Monday, June 7, 2010

New Chicago bike racks to take artsy turn

Bike racks throughout Chicago would become works of art under a program the City Council Transportation Committee approved today.
Local artists would be commissioned through the city Department of Cultural Affairs to design bike racks funded by local chambers of commerce or other community groups.

Ald. Vi Daley, 43rd, hopes the first racks will be pop up along Clark Street between Diversey and Armitage avenues in Lincoln Park.

"I think it's an opportunity for artists to get exposure, and I also think it's a good thing for the city," she said of her plan to allow deviations from the city's standard bike rack design.

While Daley said it's doubtful the rack art will become as popular a draw as Chicago's "Cows on Parade" street art displays in 1999, she hopes they will become a destination for people who will then stay to shop at neighborhood stores.

Adolfo Hernandez, director of advocacy for the Active Transportation Alliance, said new bike racks are needed in addition to the 10,000 already in place around Chicago. That's because parking meters cyclists have long used as posts to lock up their bikes have largely been removed in favor of pay boxes as part of the city's parking meter lease, he said.

Daley said it will likely be months before the first art rack is in place in her ward.

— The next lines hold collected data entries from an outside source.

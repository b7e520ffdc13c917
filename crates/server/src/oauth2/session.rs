//! Per-browser session storage.
//!
//! Every route runs behind the session layer, so handlers always receive a
//! [`Session`]. Records live in the application database next to the `user`
//! table and expire after the configured inactivity window; a background task
//! deletes expired records.

use crate::config::SessionConfig;
use crate::error::SessionStoreError;
use crate::oauth2::subject::Subject;
use async_trait::async_trait;
use sea_orm::{ConnectionTrait, DatabaseBackend, DatabaseConnection};
use tower_sessions::{
    Expiry, Session, SessionManagerLayer, SessionStore,
    cookie::SameSite,
    session::{Error, Id, Record},
    session_store::{self, ExpiredDeletion},
};
use tower_sessions_sqlx_store::{PostgresStore, SqliteStore};

/// CSRF token issued by `GET /`.
pub const AUTH_STATE_KEY: &str = "auth_state";
/// Local part of the email of the last successful login.
pub const USERNAME_KEY: &str = "username";
/// Subject asserted by the last successful login.
pub const SUBJECT_KEY: &str = "subject";

pub const SESSION_COOKIE: &str = "myauth.sid";

/// Build the session layer.
///
/// `SameSite=Lax` keeps the cookie on the top-level redirect back to `/callback`.
pub fn session_layer(
    store: SqlSessionStore,
    config: &SessionConfig,
) -> SessionManagerLayer<SqlSessionStore> {
    SessionManagerLayer::new(store)
        .with_name(SESSION_COOKIE)
        .with_secure(config.secure_cookie)
        .with_same_site(SameSite::Lax)
        .with_http_only(true)
        .with_expiry(Expiry::OnInactivity(time::Duration::seconds(
            config.inactivity_seconds,
        )))
}

/// Session store sharing the sea-orm connection pool.
#[derive(Clone, Debug)]
pub enum SqlSessionStore {
    Sqlite(SqliteStore),
    Postgres(PostgresStore),
}

impl SqlSessionStore {
    /// Open the store on `db`'s pool and create its table if needed.
    pub async fn connect(db: &DatabaseConnection) -> Result<Self, SessionStoreError> {
        let store = match db.get_database_backend() {
            DatabaseBackend::Sqlite => {
                Self::Sqlite(SqliteStore::new(db.get_sqlite_connection_pool().clone()))
            }
            DatabaseBackend::Postgres => {
                Self::Postgres(PostgresStore::new(db.get_postgres_connection_pool().clone()))
            }
            other => return Err(SessionStoreError::UnsupportedBackend(format!("{other:?}"))),
        };
        match &store {
            Self::Sqlite(inner) => inner.migrate().await?,
            Self::Postgres(inner) => inner.migrate().await?,
        }
        Ok(store)
    }
}

#[async_trait]
impl SessionStore for SqlSessionStore {
    async fn create(&self, record: &mut Record) -> session_store::Result<()> {
        match self {
            Self::Sqlite(inner) => inner.create(record).await,
            Self::Postgres(inner) => inner.create(record).await,
        }
    }

    async fn save(&self, record: &Record) -> session_store::Result<()> {
        match self {
            Self::Sqlite(inner) => inner.save(record).await,
            Self::Postgres(inner) => inner.save(record).await,
        }
    }

    async fn load(&self, id: &Id) -> session_store::Result<Option<Record>> {
        match self {
            Self::Sqlite(inner) => inner.load(id).await,
            Self::Postgres(inner) => inner.load(id).await,
        }
    }

    async fn delete(&self, id: &Id) -> session_store::Result<()> {
        match self {
            Self::Sqlite(inner) => inner.delete(id).await,
            Self::Postgres(inner) => inner.delete(id).await,
        }
    }
}

#[async_trait]
impl ExpiredDeletion for SqlSessionStore {
    async fn delete_expired(&self) -> session_store::Result<()> {
        match self {
            Self::Sqlite(inner) => inner.delete_expired().await,
            Self::Postgres(inner) => inner.delete_expired().await,
        }
    }
}

pub async fn remember_state(session: &Session, state: &str) -> Result<(), Error> {
    session.insert(AUTH_STATE_KEY, state).await
}

/// Remove and return the stored state; a state value is good for one callback.
pub async fn take_state(session: &Session) -> Result<Option<String>, Error> {
    session.remove::<String>(AUTH_STATE_KEY).await
}

pub async fn remember_username(session: &Session, username: &str) -> Result<(), Error> {
    session.insert(USERNAME_KEY, username).await
}

pub async fn assert_subject(session: &Session, subject: &Subject) -> Result<(), Error> {
    session.insert(SUBJECT_KEY, subject).await
}

pub async fn current_subject(session: &Session) -> Result<Option<Subject>, Error> {
    session.get::<Subject>(SUBJECT_KEY).await
}
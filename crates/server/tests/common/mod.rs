//! Shared fixtures for the integration tests.

#![allow(dead_code)]

use axum::{
    extract::Request,
    http::StatusCode,
    response::{IntoResponse, Response},
};
use axum_test::TestServer;
use futures::future::BoxFuture;
use migration::{Migrator, MigratorTrait};
use myauth::{
    AppResources,
    config::{AppConfig, IssuerConfig, SessionConfig},
    error::DeliveryError,
    issuer::Issuer,
    oauth2::{CodeSender, session::SqlSessionStore},
};
use sea_orm::{Database, DatabaseConnection};
use std::sync::{Arc, Mutex};

pub const HOOK_SECRET: &str = "0123456789abcdef0123456789abcdef";
pub const PUBLIC_URL: &str = "http://localhost:8080";
pub const CLIENT_ID: &str = "test-client";
pub const POST_LOGIN_REDIRECT: &str = "https://example.com/welcome";

/// In-memory sqlite with the migrations applied.
pub async fn create_test_db() -> DatabaseConnection {
    let db = Database::connect("sqlite::memory:").await.expect("connect");
    Migrator::up(&db, None).await.expect("migrate");
    db
}

pub fn create_test_config(upstream_url: &str) -> AppConfig {
    AppConfig {
        database_url: "sqlite::memory:".into(),
        listen_addr: "127.0.0.1:0".parse().unwrap(),
        public_url: PUBLIC_URL.into(),
        client_id: CLIENT_ID.into(),
        post_login_redirect: POST_LOGIN_REDIRECT.into(),
        hook_secret: HOOK_SECRET.into(),
        issuer: IssuerConfig {
            upstream_url: upstream_url.into(),
            ..IssuerConfig::default()
        },
        session: SessionConfig::default(),
        smtp: None,
    }
}

/// Issuer stand-in that answers with the request line it received.
pub struct EchoIssuer;

impl Issuer for EchoIssuer {
    fn fetch(&self, request: Request) -> BoxFuture<'_, Response> {
        Box::pin(async move {
            let line = format!("issuer saw {} {}", request.method(), request.uri());
            (StatusCode::IM_A_TEAPOT, line).into_response()
        })
    }
}

/// Code sender that remembers every delivery.
#[derive(Default)]
pub struct RecordingCodeSender {
    pub sent: Mutex<Vec<(String, String)>>,
}

impl CodeSender for RecordingCodeSender {
    fn send_code<'a>(
        &'a self,
        email: &'a str,
        code: &'a str,
    ) -> BoxFuture<'a, Result<(), DeliveryError>> {
        Box::pin(async move {
            self.sent
                .lock()
                .unwrap()
                .push((email.to_string(), code.to_string()));
            Ok(())
        })
    }
}

pub struct TestApp {
    pub server: TestServer,
    pub resources: AppResources,
    pub codes: Arc<RecordingCodeSender>,
}

pub async fn create_test_app_with_issuer(issuer: Arc<dyn Issuer>, upstream_url: &str) -> TestApp {
    let db = Arc::new(create_test_db().await);
    let config = Arc::new(create_test_config(upstream_url));
    let codes = Arc::new(RecordingCodeSender::default());
    let sessions = SqlSessionStore::connect(&db).await.expect("session store");
    let resources = AppResources::new(db, config, issuer, codes.clone(), sessions);
    let server = TestServer::new(myauth::api::router(resources.clone())).expect("create test server");
    TestApp {
        server,
        resources,
        codes,
    }
}

pub async fn create_test_app() -> TestApp {
    create_test_app_with_issuer(Arc::new(EchoIssuer), "http://127.0.0.1:3000").await
}
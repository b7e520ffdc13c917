//! Subjects the issuer may assert after a login.
//!
//! The set of subject kinds is fixed at compile time; only `user` exists.

use serde::{Deserialize, Serialize};

#[derive(Clone, Debug, PartialEq, Eq, Serialize, Deserialize)]
#[serde(tag = "type", content = "properties", rename_all = "lowercase")]
pub enum Subject {
    User { id: String },
}

impl Subject {
    /// Build a `user` subject. Returns `None` for an empty id.
    pub fn user(id: impl Into<String>) -> Option<Self> {
        let id = id.into();
        if id.is_empty() {
            None
        } else {
            Some(Subject::User { id })
        }
    }

    pub fn kind(&self) -> &'static str {
        match self {
            Subject::User { .. } => "user",
        }
    }
}

#[cfg(test)]
mod tests {
    use super::*;
    use serde_json::json;

    #[test]
    fn user_subject_wire_shape() {
        let subject = Subject::user("42").unwrap();
        assert_eq!(
            serde_json::to_value(&subject).unwrap(),
            json!({ "type": "user", "properties": { "id": "42" } })
        );
        assert_eq!(subject.kind(), "user");
    }

    #[test]
    fn empty_id_is_rejected() {
        assert!(Subject::user("").is_none());
    }

    #[test]
    fn unknown_kind_does_not_parse() {
        let raw = json!({ "type": "admin", "properties": { "id": "1" } });
        assert!(serde_json::from_value::<Subject>(raw).is_err());
    }
}
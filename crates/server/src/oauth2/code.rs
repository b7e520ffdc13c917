//! Verification-code delivery for the password provider.
//!
//! The issuer calls `POST /hooks/send-code` whenever the password flow needs a
//! code delivered to an email address.

use crate::AppResources;
use crate::config::SmtpConfig;
use crate::error::{AppError, DeliveryError, HookError};
use crate::oauth2::{OAUTH2_TAG, hooks::HookAction};
use axum::{
    Json,
    extract::State,
    http::{HeaderMap, StatusCode},
};
use futures::future::BoxFuture;
use lettre::{
    AsyncSmtpTransport, AsyncTransport, Message, Tokio1Executor,
    transport::smtp::authentication::Credentials,
};
use serde::Deserialize;
use utoipa::ToSchema;

/// Delivers a verification code to an email address.
pub trait CodeSender: Send + Sync {
    fn send_code<'a>(
        &'a self,
        email: &'a str,
        code: &'a str,
    ) -> BoxFuture<'a, Result<(), DeliveryError>>;
}

/// Writes the code to the log. Suitable for development only.
#[derive(Debug, Default)]
pub struct LogCodeSender;

impl CodeSender for LogCodeSender {
    fn send_code<'a>(
        &'a self,
        email: &'a str,
        code: &'a str,
    ) -> BoxFuture<'a, Result<(), DeliveryError>> {
        Box::pin(async move {
            tracing::info!("Sending code {code} to {email}");
            Ok(())
        })
    }
}

/// Mails the code over SMTP.
pub struct SmtpCodeSender {
    mailer: AsyncSmtpTransport<Tokio1Executor>,
    from: String,
    subject: String,
}

impl SmtpCodeSender {
    pub fn new(config: &SmtpConfig, title: &str) -> Result<Self, DeliveryError> {
        let creds = Credentials::new(config.username.clone(), config.password.clone());
        let mailer = AsyncSmtpTransport::<Tokio1Executor>::relay(&config.server)?
            .port(config.port)
            .credentials(creds)
            .build();
        Ok(Self {
            mailer,
            from: config.from.clone(),
            subject: format!("Your {title} code"),
        })
    }
}

impl CodeSender for SmtpCodeSender {
    fn send_code<'a>(
        &'a self,
        email: &'a str,
        code: &'a str,
    ) -> BoxFuture<'a, Result<(), DeliveryError>> {
        Box::pin(async move {
            let message = Message::builder()
                .from(
                    self.from
                        .parse()
                        .map_err(|e| DeliveryError::Address(format!("{}: {e}", self.from)))?,
                )
                .to(email
                    .parse()
                    .map_err(|e| DeliveryError::Address(format!("{email}: {e}")))?)
                .subject(self.subject.clone())
                .body(format!("Your verification code is {code}\n"))?;
            self.mailer.send(message).await?;
            tracing::info!(%email, "Verification code mailed");
            Ok(())
        })
    }
}

#[derive(Debug, Deserialize, ToSchema)]
pub struct SendCodeRequest {
    pub email: String,
    pub code: String,
}

/// Deliver a verification code on behalf of the issuer.
#[tracing::instrument(skip(resources, headers, body), fields(email = %body.email))]
#[utoipa::path(
    post,
    path = "/hooks/send-code",
    tag = OAUTH2_TAG,
    operation_id = "Send Verification Code",
    summary = "Deliver a password-flow verification code",
    request_body(content = SendCodeRequest, content_type = "application/json"),
    responses(
        (status = 204, description = "Code handed to the delivery backend"),
        (status = 401, description = "Missing, invalid or mismatched hook token"),
        (status = 502, description = "Delivery backend failed"),
    ),
    security(("HookToken" = []))
)]
pub async fn send_code(
    State(resources): State<AppResources>,
    headers: HeaderMap,
    Json(body): Json<SendCodeRequest>,
) -> Result<StatusCode, AppError> {
    let claims = resources
        .hook_keys
        .verify_bearer(&headers, HookAction::SendCode)?;
    if !claims.email.eq_ignore_ascii_case(body.email.trim()) {
        return Err(HookError::EmailMismatch.into());
    }
    resources
        .code_sender
        .send_code(body.email.trim(), &body.code)
        .await?;
    Ok(StatusCode::NO_CONTENT)
}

Nathan Mason, curator of special projects for the Department of Cultural Affairs, said the group that puts up the money for a bike rack would hold sway over its look. A plaque affixed to the rack will identify who has contributed the money.
Mason said he expects design ideas will come in from across the region from artists eager to take part in the program, which is modeled on bicycle rack art programs already launched in New York City, Austin, Tex., Louisville, Ky., and elsewhere.
The city envisions racks designed to reflect the history and future of the neighborhoods in which they are installed. A bike rack in Lincoln Square might take on a "21st century German" theme, Mason said.
The idea now heads to the full City Council for consideration Wednesday.